Nile tilapia (Oreochromis niloticus) ovulates and releases eggs many times a year, and its suitable spawning temperature is 22 °C–28 °C. High temperature limits its success in reproduction. The purpose of this study was to explore the effects of heat stress (34.5 °C ± 0.5) on follicular development and atresia in female Nile tilapia. We analyzed tissue sections, serum hormone contents, gene transcript levels, fatty acid composition, and the transcriptome of the ovary of Nile tilapia. Compared with the control group, the heat-stressed group showed significantly reduced gonadal weight and gonadosomatic index of female fish. Morphological analyses revealed that heat stress increased follicular atresia and induced apoptosis and autophagy in the ovary. Heat stress also led to decreased serum contents of luteinizing hormone, follicle-stimulating hormone, and estradiol, and decreased transcript levels of genes encoding their corresponding receptors (LHR, FSHR, and ER).
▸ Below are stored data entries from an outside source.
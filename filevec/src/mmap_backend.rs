//! Memory-mapped storage backend for file vectors
//!
//! This module owns the backing file and its active mapping: opening and
//! sizing the file, establishing and replacing the mapping as capacity
//! changes, and truncating the file to its live contents on close. All raw
//! address arithmetic over the mapping is confined to [`mapping`].

pub(crate) mod file_io;
pub(crate) mod mapping;

pub(crate) use mapping::MappedRegion;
The transcript levels of genes related to apoptosis (Bcl2, Bim, caspase-3) and autophagy (Bax, Beclin-1, LC3a) increased in response to heat stress, accompanied by increased follicular atresia. Fish in the heat-stressed group showed decreased contents of fat, monounsaturated fatty acids, and polyunsaturated fatty acids, but increased saturated fatty acid content, in the ovary, indicative of dysfunctional fat synthesis and utilization. Differentially expressed mRNAs under heat stress were mainly involved in apoptosis and autophagy, metabolism, and hormone regulation signaling. Specifically, p53-, NOD-like receptor-, and MAPK-signaling pathways associated with apoptosis and autophagy were dysregulated under heat stress. Together, these results suggest that the combination of apoptosis and autophagy modulate follicular atresia of Nile tilapia under heat stress.